To answer these questions, I’ve combined Lex Machina’s own data on cases filed and law firms involved with data from American Lawyer’s top 100 and American Lawyer’s Top 200 firms lists (known as the AmLaw 100 and 200) published between 2011 and 2014.
Let’s start with a chart showing the number of patent cases filed each month since 2007:
Fig. 1: Monthly patent case filings, January 2007- February 2015
To bring in the AmLaw data, I assign each case a color: if at least one AmLaw100 firm participated in the case, it is blue, if at least one AmLaw200 firm (but no AmLaw100 firms) participated, it is orange; I’ve left the cases with no AmLaw firms participating in green.

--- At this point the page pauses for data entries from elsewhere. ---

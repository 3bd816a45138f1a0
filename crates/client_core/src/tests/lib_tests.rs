use super::*;

use tempfile::TempDir;

use crate::mock_backend::{artifact, MockBackend};

fn settings_for(backend: &MockBackend, dir: &TempDir) -> ClientSettings {
    ClientSettings {
        api_base_url: backend.url.clone(),
        database_url: format!("sqlite://{}", dir.path().join("client.db").display()),
        request_timeout_secs: 5,
    }
}

#[tokio::test]
async fn session_survives_reopening_the_client() {
    let backend = MockBackend::spawn().await;
    let dir = TempDir::new().expect("tempdir");
    let settings = settings_for(&backend, &dir);

    let first = ArtifactClient::open(&settings, Arc::new(NullNavigator))
        .await
        .expect("open");
    first
        .session()
        .login("alice", "secret")
        .await
        .expect("login");
    let token = first.session().snapshot().token.expect("token");
    drop(first);

    let second = ArtifactClient::open(&settings, Arc::new(NullNavigator))
        .await
        .expect("reopen");
    let snapshot = second.session().initialize().await;
    assert!(snapshot.is_authenticated());
    assert_eq!(snapshot.token.as_deref(), Some(token.as_str()));

    second.session().logout().await;
    let third = ArtifactClient::open(&settings, Arc::new(NullNavigator))
        .await
        .expect("reopen after logout");
    assert_eq!(third.session().initialize().await.phase, SessionPhase::Unauthenticated);
}

#[tokio::test]
async fn facade_wires_catalog_uploads_and_downloads_to_one_gateway() {
    let backend = MockBackend::spawn().await;
    backend.seed_artifact(artifact("a1", "firmware", "router", 8, 0)).await;
    let client = ArtifactClient::new(
        RequestGateway::new(&backend.url).expect("gateway"),
        Arc::new(MemoryTokenStore::default()),
        Arc::new(MemoryNavigator::new(View::Dashboard)),
    );
    client
        .session()
        .login("bob", "hunter2")
        .await
        .expect("login");

    client.catalog().refresh().await;
    assert_eq!(client.catalog().len(), 1);

    let mut upload = client.upload_flow();
    upload.select_file(UploadFile::new("notes.md", b"# notes".to_vec()));
    let created = upload.submit().await.expect("upload");
    assert!(client.catalog().contains(&created.id));

    let id = ArtifactId::from("a1");
    assert_eq!(
        client.download_url(&id),
        format!("{}/api/artifacts/a1/download", backend.url)
    );
    let bytes = client
        .gateway()
        .download_artifact(&id)
        .await
        .expect("download");
    assert_eq!(bytes, b"firmware");
}
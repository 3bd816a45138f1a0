use std::{
    path::PathBuf,
    sync::{Arc, Mutex},
};

use anyhow::{bail, Context, Result};
use clap::{Parser, Subcommand, ValueEnum};
use client_core::{
    config::load_settings_from, format_file_size, load_settings, ArtifactClient, ClientSettings,
    Navigator, SortDirection, SortField, SortState, UploadFile, UploadStatus, View, ViewQuery,
};
use shared::domain::{Artifact, ArtifactId};
use tracing_subscriber::EnvFilter;

#[derive(Parser, Debug)]
#[command(name = "artifact-cli", about = "Browse and manage artifacts on the catalog backend")]
struct Cli {
    /// Settings file; defaults to client.toml in the working directory.
    #[arg(long, global = true)]
    config: Option<PathBuf>,
    #[arg(long, global = true)]
    api_url: Option<String>,
    #[arg(long, global = true)]
    database_url: Option<String>,
    #[command(subcommand)]
    command: Command,
}

#[derive(Subcommand, Debug)]
enum Command {
    Login {
        username: String,
        #[arg(long)]
        password: String,
    },
    Logout,
    Whoami,
    List {
        #[arg(long, default_value = "")]
        search: String,
        #[arg(long, value_enum, default_value_t = SortArg::Uploaded)]
        sort: SortArg,
        #[arg(long, value_enum)]
        order: Option<OrderArg>,
        #[arg(long)]
        json: bool,
    },
    Show {
        id: String,
        #[arg(long)]
        json: bool,
    },
    Upload {
        path: PathBuf,
        #[arg(long)]
        name: Option<String>,
        #[arg(long, default_value = "")]
        description: String,
    },
    Download {
        id: String,
        #[arg(long, short)]
        output: Option<PathBuf>,
    },
    Delete {
        id: String,
    },
    /// Prints the direct download link without contacting the backend.
    Url {
        id: String,
    },
}

#[derive(ValueEnum, Clone, Copy, Debug, PartialEq, Eq)]
enum SortArg {
    Name,
    Size,
    Uploaded,
}

#[derive(ValueEnum, Clone, Copy, Debug, PartialEq, Eq)]
enum OrderArg {
    Asc,
    Desc,
}

/// Upload time defaults to newest first; every other field to ascending.
fn sort_state(sort: SortArg, order: Option<OrderArg>) -> SortState {
    let field = match sort {
        SortArg::Name => SortField::Name,
        SortArg::Size => SortField::FileSize,
        SortArg::Uploaded => SortField::UploadTime,
    };
    let direction = match (order, field) {
        (Some(OrderArg::Asc), _) => SortDirection::Ascending,
        (Some(OrderArg::Desc), _) => SortDirection::Descending,
        (None, SortField::UploadTime) => SortDirection::Descending,
        (None, _) => SortDirection::Ascending,
    };
    SortState::new(field, direction)
}

fn resolve_settings(cli: &Cli) -> ClientSettings {
    let mut settings = match &cli.config {
        Some(path) => load_settings_from(path),
        None => load_settings(),
    };
    if let Some(api_url) = &cli.api_url {
        settings.api_base_url = api_url.clone();
    }
    if let Some(database_url) = &cli.database_url {
        settings.database_url = database_url.clone();
    }
    settings
}

/// Terminal stand-in for view navigation: a redirect to the login view is
/// reported to the user.
struct ConsoleNavigator {
    current: Mutex<View>,
}

impl ConsoleNavigator {
    fn new() -> Self {
        Self {
            current: Mutex::new(View::Dashboard),
        }
    }
}

impl Navigator for ConsoleNavigator {
    fn current(&self) -> View {
        self.current
            .lock()
            .map(|view| view.clone())
            .unwrap_or(View::Login)
    }

    fn navigate(&self, view: View) {
        if view == View::Login {
            eprintln!("session expired; run `artifact-cli login` to sign in again");
        }
        if let Ok(mut current) = self.current.lock() {
            *current = view;
        }
    }
}

#[tokio::main]
async fn main() -> Result<()> {
    tracing_subscriber::fmt()
        .with_env_filter(
            EnvFilter::try_from_default_env().unwrap_or_else(|_| EnvFilter::new("info")),
        )
        .with_writer(std::io::stderr)
        .init();

    let cli = Cli::parse();
    let settings = resolve_settings(&cli);
    let client = ArtifactClient::open(&settings, Arc::new(ConsoleNavigator::new())).await?;

    match cli.command {
        Command::Login { username, password } => {
            let user = client.session().login(&username, &password).await?;
            println!("signed in as {} ({:?})", user.username, user.role);
        }
        Command::Logout => {
            client.session().initialize().await;
            client.session().logout().await;
            println!("signed out");
        }
        Command::Url { id } => {
            println!("{}", client.download_url(&ArtifactId::new(id)));
        }
        command => {
            require_session(&client).await?;
            run_authenticated(&client, command).await?;
        }
    }

    Ok(())
}

async fn require_session(client: &ArtifactClient) -> Result<()> {
    client.session().initialize().await;
    if client.session().guard(View::Dashboard) == View::Login {
        bail!("not signed in; run `artifact-cli login <username> --password <password>`");
    }
    Ok(())
}

async fn run_authenticated(client: &ArtifactClient, command: Command) -> Result<()> {
    match command {
        Command::Whoami => {
            let user = client
                .session()
                .current_user()
                .context("session has no user")?;
            println!("{} ({}) role={:?}", user.username, user.id, user.role);
        }
        Command::List {
            search,
            sort,
            order,
            json,
        } => {
            client.catalog().refresh().await;
            let snapshot = client.catalog().snapshot();
            if let Some(error) = snapshot.error {
                bail!(error);
            }
            let query = ViewQuery {
                search_term: search,
                sort: sort_state(sort, order),
            };
            let view = snapshot.view(&query);
            if json {
                println!("{}", serde_json::to_string_pretty(&view)?);
            } else {
                print_table(&view);
            }
        }
        Command::Show { id, json } => {
            let artifact = client.catalog().load_detail(&ArtifactId::new(id)).await?;
            if json {
                println!("{}", serde_json::to_string_pretty(&artifact)?);
            } else {
                print_detail(client, &artifact);
            }
        }
        Command::Upload {
            path,
            name,
            description,
        } => {
            let file = UploadFile::from_path(&path).await?;
            let mut flow = client.upload_flow();
            flow.select_file(file);
            if let Some(name) = name {
                flow.set_name(name);
            }
            flow.set_description(description);

            let mut progress = flow.subscribe();
            let reporter = tokio::spawn(async move {
                while progress.changed().await.is_ok() {
                    let snapshot = progress.borrow_and_update().clone();
                    if snapshot.status == UploadStatus::InFlight {
                        eprint!("\ruploading... {:>3}%", snapshot.progress_percent);
                    }
                }
            });
            let result = flow.submit().await;
            reporter.abort();
            eprintln!();

            let artifact = result?;
            println!("uploaded {} as {}", artifact.name, artifact.id);
        }
        Command::Download { id, output } => {
            let id = ArtifactId::new(id);
            let bytes = client.gateway().download_artifact(&id).await?;
            let output = output.unwrap_or_else(|| PathBuf::from(id.as_str()));
            tokio::fs::write(&output, &bytes)
                .await
                .with_context(|| format!("failed to write '{}'", output.display()))?;
            println!(
                "saved {} to {}",
                format_file_size(bytes.len() as u64),
                output.display()
            );
        }
        Command::Delete { id } => {
            let id = ArtifactId::new(id);
            client.catalog().remove(&id).await?;
            println!("deleted {id}");
        }
        Command::Login { .. } | Command::Logout | Command::Url { .. } => {
            bail!("command does not run inside a recovered session")
        }
    }
    Ok(())
}

fn print_table(artifacts: &[Artifact]) {
    if artifacts.is_empty() {
        println!("no artifacts");
        return;
    }
    println!("{:<24} {:<32} {:>10}  {}", "ID", "NAME", "SIZE", "UPLOADED");
    for artifact in artifacts {
        println!(
            "{:<24} {:<32} {:>10}  {}",
            artifact.id,
            artifact.name,
            format_file_size(artifact.file_size),
            artifact.upload_time.format("%Y-%m-%d %H:%M")
        );
    }
}

fn print_detail(client: &ArtifactClient, artifact: &Artifact) {
    println!("id:          {}", artifact.id);
    println!("name:        {}", artifact.name);
    if !artifact.description.is_empty() {
        println!("description: {}", artifact.description);
    }
    println!("size:        {}", format_file_size(artifact.file_size));
    if let Some(sha256) = &artifact.sha256 {
        println!("sha256:      {sha256}");
    }
    println!("uploaded:    {}", artifact.upload_time.to_rfc3339());
    println!("owner:       {}", artifact.owner_id);
    println!("download:    {}", client.download_url(&artifact.id));
}

#[cfg(test)]
#[path = "tests/main_tests.rs"]
mod tests;
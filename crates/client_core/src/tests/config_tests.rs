use super::*;

use std::{collections::HashMap, io::Write};

#[test]
fn normalizes_trailing_slashes_and_whitespace() {
    assert_eq!(
        normalize_base_url(" https://artifacts.example.com/ ").expect("url"),
        "https://artifacts.example.com"
    );
    assert_eq!(
        normalize_base_url("http://localhost:8080//").expect("url"),
        "http://localhost:8080"
    );
    assert_eq!(normalize_base_url("").expect("url"), DEFAULT_API_BASE_URL);
}

#[test]
fn rejects_non_http_base_urls() {
    assert!(normalize_base_url("ftp://example.com").is_err());
    assert!(normalize_base_url("not a url").is_err());
}

#[test]
fn file_values_override_defaults() {
    let mut file = tempfile::NamedTempFile::new().expect("temp file");
    writeln!(
        file,
        "api_base_url = \"https://catalog.internal\"\nrequest_timeout_secs = 5"
    )
    .expect("write");

    let mut settings = ClientSettings::default();
    let raw = fs::read_to_string(file.path()).expect("read");
    apply_file_settings(&mut settings, parse_file_settings(&raw).expect("toml"));

    assert_eq!(settings.api_base_url, "https://catalog.internal");
    assert_eq!(settings.request_timeout_secs, 5);
    assert_eq!(settings.database_url, ClientSettings::default().database_url);
}

#[test]
fn malformed_settings_file_is_rejected_as_a_whole() {
    assert!(parse_file_settings("request_timeout_secs = \"soon\"").is_err());
    assert!(parse_file_settings("api_base_url = ").is_err());

    let empty = parse_file_settings("").expect("empty file");
    let mut settings = ClientSettings::default();
    apply_file_settings(&mut settings, empty);
    assert_eq!(settings, ClientSettings::default());
}

#[test]
fn prefixed_env_vars_win_over_plain_ones() {
    let env: HashMap<&str, &str> = [
        ("API_URL", "http://plain:1"),
        ("APP__API_URL", "http://prefixed:2"),
        ("DATABASE_URL", "sqlite://plain.db"),
        ("APP__REQUEST_TIMEOUT_SECS", "not-a-number"),
    ]
    .into_iter()
    .collect();

    let mut settings = ClientSettings::default();
    apply_env_settings(&mut settings, |key| env.get(key).map(|v| v.to_string()));

    assert_eq!(settings.api_base_url, "http://prefixed:2");
    assert_eq!(settings.database_url, "sqlite://plain.db");
    assert_eq!(settings.request_timeout_secs, 30);
}

#[test]
fn missing_settings_file_yields_defaults_plus_env() {
    let dir = tempfile::tempdir().expect("tempdir");
    let settings = load_settings_from(&dir.path().join("absent.toml"));
    assert!(settings.request_timeout() >= Duration::from_secs(1));
    assert!(!settings.database_url.is_empty());
}
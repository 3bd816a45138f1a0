//! Client core for the artifact catalog: session lifecycle, authorized
//! requests, the catalog view-model and the upload state machine.

use std::sync::{Arc, Weak};

use anyhow::Result;
use shared::domain::ArtifactId;
use storage::Storage;
use tracing::info;

pub mod catalog;
pub mod config;
pub mod error;
pub mod gateway;
pub mod navigation;
pub mod session;
pub mod token_store;
pub mod upload;

pub use catalog::{
    derive_view, format_file_size, ArtifactCatalog, CatalogSnapshot, SortDirection, SortField,
    SortState, ViewQuery,
};
pub use config::{load_settings, ClientSettings};
pub use error::{ClientError, ClientResult, ErrorKind};
pub use gateway::{AuthorizationLost, AuthorizationObserver, RequestGateway, UploadRequest};
pub use navigation::{MemoryNavigator, Navigator, NullNavigator, View};
pub use session::{SessionManager, SessionPhase, SessionScoped, SessionSnapshot};
pub use token_store::{DurableTokenStore, MemoryTokenStore, TokenStore};
pub use upload::{UploadFile, UploadFlow, UploadSnapshot, UploadStatus};

/// Owns the process-wide session and catalog and the gateway they share.
pub struct ArtifactClient {
    gateway: Arc<RequestGateway>,
    session: Arc<SessionManager>,
    catalog: Arc<ArtifactCatalog>,
}

impl ArtifactClient {
    pub fn new(
        gateway: RequestGateway,
        token_store: Arc<dyn TokenStore>,
        navigator: Arc<dyn Navigator>,
    ) -> Self {
        let gateway = Arc::new(gateway);
        let session = SessionManager::new(Arc::clone(&gateway), token_store, navigator);
        let catalog = Arc::new(ArtifactCatalog::new(Arc::clone(&gateway)));
        let scoped: Weak<dyn SessionScoped> = Arc::downgrade(&catalog) as Weak<dyn SessionScoped>;
        session.set_scoped(scoped);
        Self {
            gateway,
            session,
            catalog,
        }
    }

    /// Opens durable client state and wires the client against the configured backend.
    pub async fn open(settings: &ClientSettings, navigator: Arc<dyn Navigator>) -> Result<Self> {
        let gateway = RequestGateway::from_settings(settings)?;
        let storage = Storage::new(&settings.database_url).await?;
        info!(
            api_base_url = %gateway.base_url(),
            database_url = %settings.database_url,
            "artifact client opened"
        );
        Ok(Self::new(
            gateway,
            Arc::new(DurableTokenStore::new(storage)),
            navigator,
        ))
    }

    pub fn gateway(&self) -> &Arc<RequestGateway> {
        &self.gateway
    }

    pub fn session(&self) -> &Arc<SessionManager> {
        &self.session
    }

    pub fn catalog(&self) -> &Arc<ArtifactCatalog> {
        &self.catalog
    }

    pub fn upload_flow(&self) -> UploadFlow {
        UploadFlow::new(Arc::clone(&self.gateway), Arc::clone(&self.catalog))
    }

    pub fn download_url(&self, id: &ArtifactId) -> String {
        self.gateway.download_url(id)
    }
}

#[cfg(test)]
#[path = "tests/mock_backend.rs"]
pub(crate) mod mock_backend;

#[cfg(test)]
#[path = "tests/lib_tests.rs"]
mod tests;
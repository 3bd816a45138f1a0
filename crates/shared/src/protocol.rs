use serde::{Deserialize, Serialize};

use crate::domain::{ArtifactId, User};

#[derive(Debug, Clone, Serialize, Deserialize)]
pub struct LoginRequest {
    pub username: String,
    pub password: String,
}

#[derive(Debug, Clone, Serialize, Deserialize)]
pub struct LoginResponse {
    pub token: String,
    pub user: User,
}

/// Multipart field names accepted by `POST /api/artifacts`.
pub mod upload_fields {
    pub const FILE: &str = "file";
    pub const NAME: &str = "name";
    pub const DESCRIPTION: &str = "description";
}

/// Relative paths of the artifact backend's REST surface.
pub mod routes {
    use super::ArtifactId;

    pub const LOGIN: &str = "/api/auth/login";
    pub const LOGOUT: &str = "/api/auth/logout";
    pub const CURRENT_USER: &str = "/api/auth/me";
    pub const ARTIFACTS: &str = "/api/artifacts";

    pub fn artifact(id: &ArtifactId) -> String {
        format!("{ARTIFACTS}/{}", id.0)
    }

    pub fn artifact_download(id: &ArtifactId) -> String {
        format!("{ARTIFACTS}/{}/download", id.0)
    }
}
//! Views the client can show and the seam used to move between them.

use std::sync::Mutex;

use shared::domain::ArtifactId;

#[derive(Debug, Clone, PartialEq, Eq)]
pub enum View {
    Login,
    Dashboard,
    ArtifactDetail(ArtifactId),
    Upload,
}

impl View {
    pub fn requires_session(&self) -> bool {
        !matches!(self, View::Login)
    }
}

pub trait Navigator: Send + Sync {
    fn current(&self) -> View;
    fn navigate(&self, view: View);
}

/// Navigator for headless use; always reports the login view.
pub struct NullNavigator;

impl Navigator for NullNavigator {
    fn current(&self) -> View {
        View::Login
    }

    fn navigate(&self, _view: View) {}
}

/// Keeps the current view in memory and records every navigation.
pub struct MemoryNavigator {
    inner: Mutex<MemoryNavigatorState>,
}

struct MemoryNavigatorState {
    current: View,
    history: Vec<View>,
}

impl MemoryNavigator {
    pub fn new(initial: View) -> Self {
        Self {
            inner: Mutex::new(MemoryNavigatorState {
                current: initial,
                history: Vec::new(),
            }),
        }
    }

    pub fn history(&self) -> Vec<View> {
        self.lock().history.clone()
    }

    fn lock(&self) -> std::sync::MutexGuard<'_, MemoryNavigatorState> {
        self.inner
            .lock()
            .unwrap_or_else(std::sync::PoisonError::into_inner)
    }
}

impl Navigator for MemoryNavigator {
    fn current(&self) -> View {
        self.lock().current.clone()
    }

    fn navigate(&self, view: View) {
        let mut guard = self.lock();
        guard.history.push(view.clone());
        guard.current = view;
    }
}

Fig. 2: Monthly patent case filings, by class of firm, January 2007- February 2015
Because the background volume of patent litigation is increasing, I’ve redrawn this chart to show the cases handled by each tier of firms as a percentage of the total volume of cases on the vertical axis.
Fig. 3: Percentage of monthly patent case filings, by class of firm, January 2007- February 2015
Before I address what’s going on in the right-hand side of Fig. 3, where it appears that the case numbers for AmLaw firms precipitously drop in the last 3 months, I first need to further divide our chart between plaintiff- and defense-side representations in a case.
Fig. 4: Stacked percentage of monthly patent case filings, by class of firm and role, January 2007- February 2015
From this perspective, we can see the recent drop in Fig. 3 is actually driven by a drop on the defense-side numbers shown in the upper portion of Fig. 4. This drop is better understood as a result of time-lag: defendants have no obligation to immediately disclose their counsel. Rather, by waiving service or through schedule extensions by local counsel, a defendant may not file a responsive pleading with its primary counsel until the second or even third month of a case, leaving AmLaw firms underrepresented in recently filed cases. Indeed, like a standing wave formed by an underwater rock in a moving stream, a drop in AmLaw defense-side representation over the last 2-3 months has consistently characterized the data since I first began investigating this topic several months ago.
To eliminate this bias on the trend, I’ve removed the most recent three months from the charts below.
Fig. 5: Percentage of monthly patent case filings, by class of firm and role, January 2007 – November 2014
Fig. 6: Percentage of yearly patent case filings, by class of firm and role, January 2007 – November 2014
Based on these charts some clear trends emerge:
AmLaw100 firms traditionally handle a higher percentage of cases on the defense-side (about 35-45%) than the plaintiff-side (about 10-30%).
As case filings rose after 2009, much of the defense-side increase went to AmLaw 100 firms. However, more recently, AmLaw100 representation of defendants has declined, from a high point in 2011 of 43.1% of cases filed, to only 34.8% of cases filed 2014. During that same time, non-AmLaw firms have been seeing a corresponding increase in the percentage of cases they handle, rising to 54.4% in 2014.
On the plaintiff side, AmLaw100 firms appeared in about 30% of new cases up through 2009; their percentage dropped to around 15% in recent years. Correspondingly, non-AmLaw firms have seen a major jump on the plaintiff side, rising from 55.5% in 2010 to a number near 75% for the last 3 years.
Firms ranked in the AmLaw200 (but not in the AmLaw100) have traditionally represented a smaller fraction of cases than either their AmLaw100 or non-AmLaw colleagues, but this fraction has remained constant within a few points of 10% for defense work. On the plaintiff side, these firms have seen their share of the cases drop from 15.3% to closer to 10% in 2014.
 Note on methodology: this study counts firms by the highest AmLaw ranking assigned to the firm during 2011-2014.